In their verbal briefing as well as in the written instructions (see Appendix D), the industry professionals were advised to complete the assessment tool right after each presentation had finished. They were asked to assess all five assessment dimensions quickly and succinctly. They were also made aware that their assessment should be based on their intuition, experience and gut feeling.

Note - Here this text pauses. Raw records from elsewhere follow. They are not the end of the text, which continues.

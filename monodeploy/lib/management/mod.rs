//! High-level operations behind the command line: loading a project, planning and deploying it.

mod deploy;
mod project;

//--------------------------------------------------------------------------------------------------
// Exports
//--------------------------------------------------------------------------------------------------

pub use deploy::*;
pub use project::*;
use std::{
    fmt::{self, Display},
    sync::Mutex,
};

use getset::Getters;
use serde::{Deserialize, Serialize};

//--------------------------------------------------------------------------------------------------
// Types
//--------------------------------------------------------------------------------------------------

/// A problem found while discovering descriptors.
///
/// Hints never abort discovery. They are attached to the offending descriptor and handed to a
/// [`HintSink`].
#[derive(Debug, Clone, PartialEq, Eq, Serialize, Deserialize, Getters)]
#[getset(get = "pub with_prefix")]
pub struct ValidationHint {
    /// What kind of problem was found.
    kind: HintKind,

    /// How severe the problem is.
    severity: HintSeverity,

    /// The kind of descriptor the hint is attached to.
    subject_kind: DescriptorKind,

    /// The name of the descriptor the hint is attached to.
    subject: String,

    /// A human-readable description.
    message: String,
}

/// The kinds of problem discovery can report.
#[derive(Debug, Clone, Copy, PartialEq, Eq, Serialize, Deserialize)]
#[serde(rename_all = "snake_case")]
pub enum HintKind {
    /// A required declaration is missing.
    MissingDeclaration,

    /// Two descriptors of the same kind share a name.
    DuplicateName,

    /// An endpoint cannot be exposed with its declared signature.
    UnsupportedEndpointSignature,
}

/// How severe a hint is.
#[derive(Debug, Clone, Copy, PartialEq, Eq, PartialOrd, Ord, Serialize, Deserialize)]
#[serde(rename_all = "snake_case")]
pub enum HintSeverity {
    /// The descriptor is still deployable.
    Warning,

    /// The descriptor must not be deployed.
    Error,
}

/// The kinds of descriptor.
#[derive(Debug, Clone, Copy, PartialEq, Eq, Serialize, Deserialize)]
#[serde(rename_all = "snake_case")]
pub enum DescriptorKind {
    /// A [`ServiceDescriptor`](super::ServiceDescriptor).
    Service,

    /// A [`StorageDescriptor`](super::StorageDescriptor).
    Storage,
}

/// Receives validation hints as they are collected.
pub trait HintSink: Send + Sync {
    /// Reports a single hint.
    fn report(&self, hint: &ValidationHint);
}

/// A [`HintSink`] that logs every hint through `tracing`.
#[derive(Debug, Default, Clone, Copy)]
pub struct TracingHintSink;

/// A [`HintSink`] that keeps every hint it receives.
#[derive(Debug, Default)]
pub struct CollectingHintSink {
    hints: Mutex<Vec<ValidationHint>>,
}

//--------------------------------------------------------------------------------------------------
// Methods
//--------------------------------------------------------------------------------------------------

impl ValidationHint {
    /// Creates a new hint.
    pub fn new(
        kind: HintKind,
        severity: HintSeverity,
        subject_kind: DescriptorKind,
        subject: impl Into<String>,
        message: impl Into<String>,
    ) -> Self {
        Self {
            kind,
            severity,
            subject_kind,
            subject: subject.into(),
            message: message.into(),
        }
    }

    /// Returns `true` if the hint is an error.
    pub fn is_error(&self) -> bool {
        self.severity == HintSeverity::Error
    }
}

impl CollectingHintSink {
    /// Returns the hints received so far.
    pub fn hints(&self) -> Vec<ValidationHint> {
        self.hints
            .lock()
            .map(|hints| hints.clone())
            .unwrap_or_default()
    }
}

//--------------------------------------------------------------------------------------------------
// Trait Implementations
//--------------------------------------------------------------------------------------------------

impl HintSink for TracingHintSink {
    fn report(&self, hint: &ValidationHint) {
        match hint.severity {
            HintSeverity::Error => tracing::error!(
                kind = ?hint.kind,
                subject = %hint.subject,
                "{}",
                hint.message
            ),
            HintSeverity::Warning => tracing::warn!(
                kind = ?hint.kind,
                subject = %hint.subject,
                "{}",
                hint.message
            ),
        }
    }
}

impl HintSink for CollectingHintSink {
    fn report(&self, hint: &ValidationHint) {
        if let Ok(mut hints) = self.hints.lock() {
            hints.push(hint.clone());
        }
    }
}

impl Display for ValidationHint {
    fn fmt(&self, f: &mut fmt::Formatter<'_>) -> fmt::Result {
        let severity = match self.severity {
            HintSeverity::Error => "error",
            HintSeverity::Warning => "warning",
        };
        let kind = match self.subject_kind {
            DescriptorKind::Service => "service",
            DescriptorKind::Storage => "storage",
        };
        write!(f, "{severity}: {kind} '{}': {}", self.subject, self.message)
    }
}
use tokio::time;
use tokio_util::sync::CancellationToken;

use crate::{
    config::DeployConfig,
    descriptor::ServiceDescriptor,
    manifest::ImageDetails,
    platform::{BuildOptions, ContainerEngine, HealthProbe, HealthStatus},
    MonodeployError, MonodeployResult,
};

use super::PipelineStage;

//--------------------------------------------------------------------------------------------------
// Types
//--------------------------------------------------------------------------------------------------

/// Runs the stop, build and verify stages for a single service.
///
/// Every stage change is reported through the `on_stage` callback given to [`Pipeline::run`]. On
/// error the pipeline reports [`PipelineStage::Failed`] before returning.
pub struct Pipeline<'a> {
    engine: &'a dyn ContainerEngine,
    probe: &'a dyn HealthProbe,
    config: &'a DeployConfig,
}

//--------------------------------------------------------------------------------------------------
// Methods
//--------------------------------------------------------------------------------------------------

impl<'a> Pipeline<'a> {
    /// Creates a pipeline over the given collaborators.
    pub fn new(
        engine: &'a dyn ContainerEngine,
        probe: &'a dyn HealthProbe,
        config: &'a DeployConfig,
    ) -> Self {
        Self {
            engine,
            probe,
            config,
        }
    }

    /// Runs the pipeline and returns the built image once it is ready for upload.
    pub async fn run(
        &self,
        service: &ServiceDescriptor,
        options: &BuildOptions,
        cancel: &CancellationToken,
        on_stage: &mut (dyn FnMut(PipelineStage) + Send),
    ) -> MonodeployResult<ImageDetails> {
        match self.stages(service, options, cancel, on_stage).await {
            Ok(image) => {
                on_stage(PipelineStage::Ready);
                Ok(image)
            }
            Err(e) => {
                tracing::error!(service = %service.get_name(), error = %e, "pipeline failed");
                on_stage(PipelineStage::Failed);
                Err(e)
            }
        }
    }

    async fn stages(
        &self,
        service: &ServiceDescriptor,
        options: &BuildOptions,
        cancel: &CancellationToken,
        on_stage: &mut (dyn FnMut(PipelineStage) + Send),
    ) -> MonodeployResult<ImageDetails> {
        on_stage(PipelineStage::Stopping);
        self.stop_stale(service).await;

        if cancel.is_cancelled() {
            return Err(MonodeployError::Cancelled);
        }

        on_stage(PipelineStage::Building);
        let image = tokio::select! {
            biased;
            _ = cancel.cancelled() => return Err(MonodeployError::Cancelled),
            image = self.engine.build_image(service, self.config.get_architectures(), options) => image?,
        };
        image.supported_arch(service.get_name())?;

        tracing::info!(
            service = %service.get_name(),
            image_id = %image.get_image_id(),
            platform = %image.get_platform(),
            "image built"
        );

        if *self.config.get_verify_health() {
            on_stage(PipelineStage::Verifying);
            self.verify(service, cancel).await?;
        }

        Ok(image)
    }

    /// Stops whatever is left of a previous run. Failures are logged and ignored.
    async fn stop_stale(&self, service: &ServiceDescriptor) {
        if let Err(e) = self.engine.stop_instance(service).await {
            tracing::warn!(service = %service.get_name(), error = %e, "failed to stop stale instance");
        }

        if let Err(e) = self.engine.stop_client_generator(service).await {
            tracing::warn!(service = %service.get_name(), error = %e, "failed to stop client generator");
        }
    }

    /// Boots the image locally and waits for it to report healthy.
    ///
    /// The local instance is stopped exactly once afterwards, whatever the outcome.
    async fn verify(
        &self,
        service: &ServiceDescriptor,
        cancel: &CancellationToken,
    ) -> MonodeployResult<()> {
        let result = self.boot_and_wait(service, cancel).await;

        if let Err(e) = self.engine.stop_instance(service).await {
            tracing::warn!(service = %service.get_name(), error = %e, "failed to stop verified instance");
        }

        result
    }

    async fn boot_and_wait(
        &self,
        service: &ServiceDescriptor,
        cancel: &CancellationToken,
    ) -> MonodeployResult<()> {
        let connections = self.engine.connection_strings(service).await?;
        self.engine.run_instance_locally(service, &connections).await?;
        self.wait_healthy(service, cancel).await
    }

    async fn wait_healthy(
        &self,
        service: &ServiceDescriptor,
        cancel: &CancellationToken,
    ) -> MonodeployResult<()> {
        let timeout = *self.config.get_health_check_timeout();
        let interval = *self.config.get_health_check_interval();
        let deadline = time::sleep(timeout);
        tokio::pin!(deadline);

        let timed_out = || MonodeployError::HealthCheckTimeout {
            service: service.get_name().clone(),
            timeout,
        };

        let mut attempt = 0u32;
        loop {
            attempt += 1;
            tokio::select! {
                biased;
                _ = cancel.cancelled() => return Err(MonodeployError::Cancelled),
                _ = &mut deadline => return Err(timed_out()),
                status = self.probe.query_health(service) => match status {
                    Ok(HealthStatus::Healthy) => {
                        tracing::info!(service = %service.get_name(), attempt, "service healthy");
                        return Ok(());
                    }
                    Ok(status) => {
                        tracing::debug!(service = %service.get_name(), attempt, ?status, "service not healthy yet");
                    }
                    Err(e) => {
                        tracing::warn!(service = %service.get_name(), attempt, error = %e, "health check failed");
                    }
                },
            }

            tokio::select! {
                biased;
                _ = cancel.cancelled() => return Err(MonodeployError::Cancelled),
                _ = &mut deadline => return Err(timed_out()),
                _ = time::sleep(interval) => {}
            }
        }
    }
}
//! Descriptors of the deployable units of a project and the registry that holds them.
//!
//! Descriptors are produced by a [`DescriptorSource`] (a static registration list or the project
//! file), validated, and cached by the [`DescriptorRegistry`]. Discovery never fails because of a
//! malformed declaration; problems are reported as [`ValidationHint`]s instead.

mod hint;
mod registry;
mod service;
mod source;
mod storage;

//--------------------------------------------------------------------------------------------------
// Exports
//--------------------------------------------------------------------------------------------------

pub use hint::*;
pub use registry::*;
pub use service::*;
pub use source::*;
pub use storage::*;
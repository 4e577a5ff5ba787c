use std::{collections::BTreeMap, sync::Arc};

use chrono::Utc;
use tokio::sync::mpsc::UnboundedReceiver;
use tokio_util::sync::CancellationToken;

use crate::{
    config::DeployConfig,
    descriptor::DescriptorRegistry,
    manifest::{ImageDetails, ManifestModel},
    platform::{BuildOptions, ContainerEngine, HealthProbe, PlatformApi},
    reconcile::{PlanEntry, Reconciler},
    MonodeployError, MonodeployResult,
};

use super::{
    DeployEvent, DeployReport, EventBus, PipelineStage, Pipeline, PublishState, UploadSession,
};

//--------------------------------------------------------------------------------------------------
// Types
//--------------------------------------------------------------------------------------------------

/// Drives deployments of a project.
///
/// A deployment fetches the remote manifest, reconciles it with the local model, runs the pipeline
/// for every buildable entry in plan order, and submits the resulting manifest. Entries are
/// processed one at a time and the first failure aborts the attempt. Entries published before the
/// failure stay published; entries after it stay `NotStarted`.
///
/// The orchestrator keeps the images it uploaded, so deploying the same images again through the
/// same orchestrator never uploads twice.
pub struct Orchestrator {
    registry: DescriptorRegistry,
    platform: Arc<dyn PlatformApi>,
    engine: Arc<dyn ContainerEngine>,
    probe: Arc<dyn HealthProbe>,
    config: DeployConfig,
    states: BTreeMap<String, PublishState>,
    bus: EventBus,
    session: UploadSession,
}

struct Progress {
    published: Vec<String>,
    uploaded: Vec<String>,
    skipped_uploads: Vec<String>,
}

//--------------------------------------------------------------------------------------------------
// Methods
//--------------------------------------------------------------------------------------------------

impl Orchestrator {
    /// Creates an orchestrator over the given registry and collaborators.
    pub fn new(
        registry: DescriptorRegistry,
        platform: Arc<dyn PlatformApi>,
        engine: Arc<dyn ContainerEngine>,
        probe: Arc<dyn HealthProbe>,
        config: DeployConfig,
    ) -> Self {
        Self {
            registry,
            platform,
            engine,
            probe,
            config,
            states: BTreeMap::new(),
            bus: EventBus::default(),
            session: UploadSession::default(),
        }
    }

    /// Returns a receiver of every event emitted from now on.
    pub fn subscribe(&mut self) -> UnboundedReceiver<DeployEvent> {
        self.bus.subscribe()
    }

    /// Returns the publish state of a service or storage in the current or last attempt.
    ///
    /// An attempt that fails before its plan is ready leaves no states behind.
    pub fn state_of(&self, name: &str) -> Option<PublishState> {
        self.states.get(name).copied()
    }

    /// Returns every publish state of the current or last attempt.
    pub fn states(&self) -> &BTreeMap<String, PublishState> {
        &self.states
    }

    /// Returns the descriptor registry.
    pub fn registry(&self) -> &DescriptorRegistry {
        &self.registry
    }

    /// Returns the deployment settings.
    pub fn config(&self) -> &DeployConfig {
        &self.config
    }

    /// Deploys `model`.
    ///
    /// `on_published` is called with the name of every service that reaches `Published`, and
    /// `on_log` with a message before and after every stage.
    ///
    /// ## Errors
    ///
    /// Returns the precondition error if the plan cannot be deployed, the first pipeline or upload
    /// error otherwise, [`MonodeployError::Cancelled`] if `cancel` fires, or the submission error
    /// if the platform rejects the manifest. Every failure is also emitted as
    /// [`DeployEvent::DeployFailed`].
    pub async fn deploy(
        &mut self,
        model: &ManifestModel,
        cancel: CancellationToken,
        mut on_published: impl FnMut(&str) + Send,
        mut on_log: impl FnMut(&str) + Send,
    ) -> MonodeployResult<DeployReport> {
        match self
            .run(model, &cancel, &mut on_published, &mut on_log)
            .await
        {
            Ok(report) => {
                let count = report.published.len();
                on_log(&format!("deployment succeeded, {count} published"));
                self.bus.emit(DeployEvent::DeploySucceeded { count });
                Ok(report)
            }
            Err(e) => {
                let message = e.to_string();
                tracing::error!(error = %message, "deployment failed");
                on_log(&format!("deployment failed: {message}"));
                self.bus.emit(DeployEvent::DeployFailed { message });
                Err(e)
            }
        }
    }

    async fn run(
        &mut self,
        model: &ManifestModel,
        cancel: &CancellationToken,
        on_published: &mut (dyn FnMut(&str) + Send),
        on_log: &mut (dyn FnMut(&str) + Send),
    ) -> MonodeployResult<DeployReport> {
        let started_at = Utc::now();
        self.states.clear();

        on_log("fetching remote manifest");
        let remote = self.platform.fetch_remote_manifest().await?;
        let plan = Reconciler::reconcile(model, &remote, &self.registry)?;

        self.states = plan
            .get_entries()
            .iter()
            .map(|e| e.get_name())
            .chain(plan.get_storages().iter().map(|s| s.get_name()))
            .map(|name| (name.clone(), PublishState::NotStarted))
            .collect();
        self.bus.emit(DeployEvent::BeforeDeploy { total: plan.len() });
        on_log(&format!("deploying {} entries", plan.len()));

        let mut progress = Progress {
            published: Vec::new(),
            uploaded: Vec::new(),
            skipped_uploads: Vec::new(),
        };
        let mut images = BTreeMap::new();

        for entry in plan.buildable() {
            if cancel.is_cancelled() {
                return Err(MonodeployError::Cancelled);
            }

            let image = self
                .deploy_entry(entry, cancel, &mut progress, on_log)
                .await?;
            on_published(entry.get_name());
            images.insert(entry.get_name().clone(), image);
        }

        for entry in plan.pass_through() {
            transition(&mut self.states, &self.bus, entry.get_name(), PublishState::Published)?;
            progress.published.push(entry.get_name().clone());
            on_published(entry.get_name());
        }

        for storage in plan.get_storages() {
            transition(&mut self.states, &self.bus, storage.get_name(), PublishState::Published)?;
            progress.published.push(storage.get_name().clone());
        }

        let manifest = plan.to_wire_manifest(&images);
        let manifest_digest = manifest.digest()?;
        on_log(&format!("submitting manifest {manifest_digest}"));
        tracing::info!(
            services = manifest.get_manifest().len(),
            storages = manifest.get_storage_reference().len(),
            digest = %manifest_digest,
            "submitting manifest"
        );
        self.platform.submit_manifest(&manifest).await?;
        on_log("manifest accepted");

        Ok(DeployReport {
            published: progress.published,
            uploaded: progress.uploaded,
            skipped_uploads: progress.skipped_uploads,
            manifest_digest,
            started_at,
            finished_at: Utc::now(),
        })
    }

    async fn deploy_entry(
        &mut self,
        entry: &PlanEntry,
        cancel: &CancellationToken,
        progress: &mut Progress,
        on_log: &mut (dyn FnMut(&str) + Send),
    ) -> MonodeployResult<ImageDetails> {
        let name = entry.get_name();
        let id = entry
            .get_descriptor()
            .ok_or_else(|| MonodeployError::ServiceNotFound(name.clone()))?;
        let service = self
            .registry
            .service(id)
            .cloned()
            .ok_or_else(|| MonodeployError::ServiceNotFound(name.clone()))?;
        let builder = self
            .registry
            .builder_mut(id, self.config.get_image_prefix())
            .ok_or_else(|| MonodeployError::ServiceNotFound(name.clone()))?;
        let options = BuildOptions::builder()
            .image_tag(builder.get_image_tag().clone())
            .build_context(builder.get_build_context().clone())
            .build();

        let pipeline = Pipeline::new(self.engine.as_ref(), self.probe.as_ref(), &self.config);
        let states = &mut self.states;
        let bus = &self.bus;
        let mut on_stage = |stage: PipelineStage| {
            on_log(&stage_message(name, stage));
            if let Some(state) = stage.publish_state() {
                if let Err(e) = transition(states, bus, name, state) {
                    tracing::warn!(service = %name, error = %e, "ignored publish state change");
                }
            }
        };
        let image = pipeline.run(&service, &options, cancel, &mut on_stage).await?;

        let bus = &self.bus;
        let on_progress = |value: f32| {
            bus.emit(DeployEvent::ServiceProgress {
                name: name.clone(),
                progress: value,
            })
        };
        let outcome = self
            .session
            .publish(
                self.engine.as_ref(),
                &service,
                &image,
                entry.get_prior().as_ref(),
                &on_progress,
            )
            .await;

        let outcome = match outcome {
            Ok(outcome) => outcome,
            Err(e) => {
                transition(&mut self.states, &self.bus, name, PublishState::Failed)?;
                return Err(e);
            }
        };

        if outcome.is_skipped() {
            on_log(&format!("{name}: upload skipped ({outcome:?})"));
            progress.skipped_uploads.push(name.clone());
        } else {
            on_log(&format!("{name}: uploaded"));
            progress.uploaded.push(name.clone());
        }

        transition(&mut self.states, &self.bus, name, PublishState::Published)?;
        progress.published.push(name.clone());

        Ok(image)
    }
}

//--------------------------------------------------------------------------------------------------
// Functions
//--------------------------------------------------------------------------------------------------

fn transition(
    states: &mut BTreeMap<String, PublishState>,
    bus: &EventBus,
    name: &str,
    next: PublishState,
) -> MonodeployResult<()> {
    let current = states
        .get(name)
        .copied()
        .unwrap_or(PublishState::NotStarted);
    let state = current.advance(next)?;
    if state != current {
        states.insert(name.to_string(), state);
        bus.emit(DeployEvent::ServiceStateChanged {
            name: name.to_string(),
            state,
        });
    }

    Ok(())
}

fn stage_message(name: &str, stage: PipelineStage) -> String {
    match stage {
        PipelineStage::NotStarted => format!("{name}: waiting"),
        PipelineStage::Stopping => format!("{name}: stopping local instances"),
        PipelineStage::Building => format!("{name}: building image"),
        PipelineStage::Verifying => format!("{name}: verifying health"),
        PipelineStage::Ready => format!("{name}: image ready"),
        PipelineStage::Failed => format!("{name}: failed"),
    }
}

They were ensured that their ratings would not influence the students’
grades and that they therefore should use the full range of the available scales for each rating dimension. Raters were also instructed not to interact with each other during the presentations.
The assessment consisted of the following five assessment dimensions:
(1) Desirability. Does the presented product or service address
unmet/latent needs of the proposed target group(s)? Would customers buy this product?
(2) Viability. Do the key assumptions of the proposed business model and financial model make sense? Are they realistic?
(3) Feasibility. From a technology point of view, do you think that the product or service can be built by this team? (with/without external help)
(4) Selling & team. How well did the presenter(s) sell the concept to you?
Do you think this team has what it takes to bring the product or service to market?
(5) Investment intent. Imagine you have 10,000 € in your pocket right now. You can put this money in a bank account to collect interest or invest (some of) it in the team. How much would you invest?
The first three dimensions of “desirability”, “viability” and “feasibility” were based on one of the more general definitions of potential outcomes of design thinking activities (see Section 2.2.2). These three categories were meant to assess the quality of the produced artefact, based on key principles of the underlying design thinking theory. The fourth dimension of “selling & team”
was included to provide a measurement of how well the team convinced the audience of their capabilities to successfully bring their proposed product or service to market (Kawasaki, 2015). The fifth category was built on research by Morwitz et al. (2007) as well as Kornish and Ulrich (2012) who have identified purchase intention as a reliable predictor of later sales.
Raters were provided with a continuous scale, ranging from low ( ) to high (☺) for each of the five dimensions (see Appendix D). To indicate their answer, the professionals were asked to mark the continuous scale at the point which reflects their answer. The continuous scales were later converted into numerical rating between “.0” and “10.0” for each category. This answer format was a deliberate choice over a more common Likert-scale format, as it provoked fast assessments based on each professional’s intuition (Baer &
McKool, 2009).
As Kaufman et al. (2007) point out, securing suitable expert judges is a time consuming endeavour. For both performance assessments, minimum requirements for desirable industry experts raters were defined. Invitations for the public presentations were then send out to selected individuals within the network of the SCE. For both assessments, a minimum of seven industry professionals were involved in the CAT performance assessment process.
These included experienced professionals from target industries, current or
former venture capitalists, entrepreneurship professors, experienced design thinking practitioners as well as programme alumni now working in industry.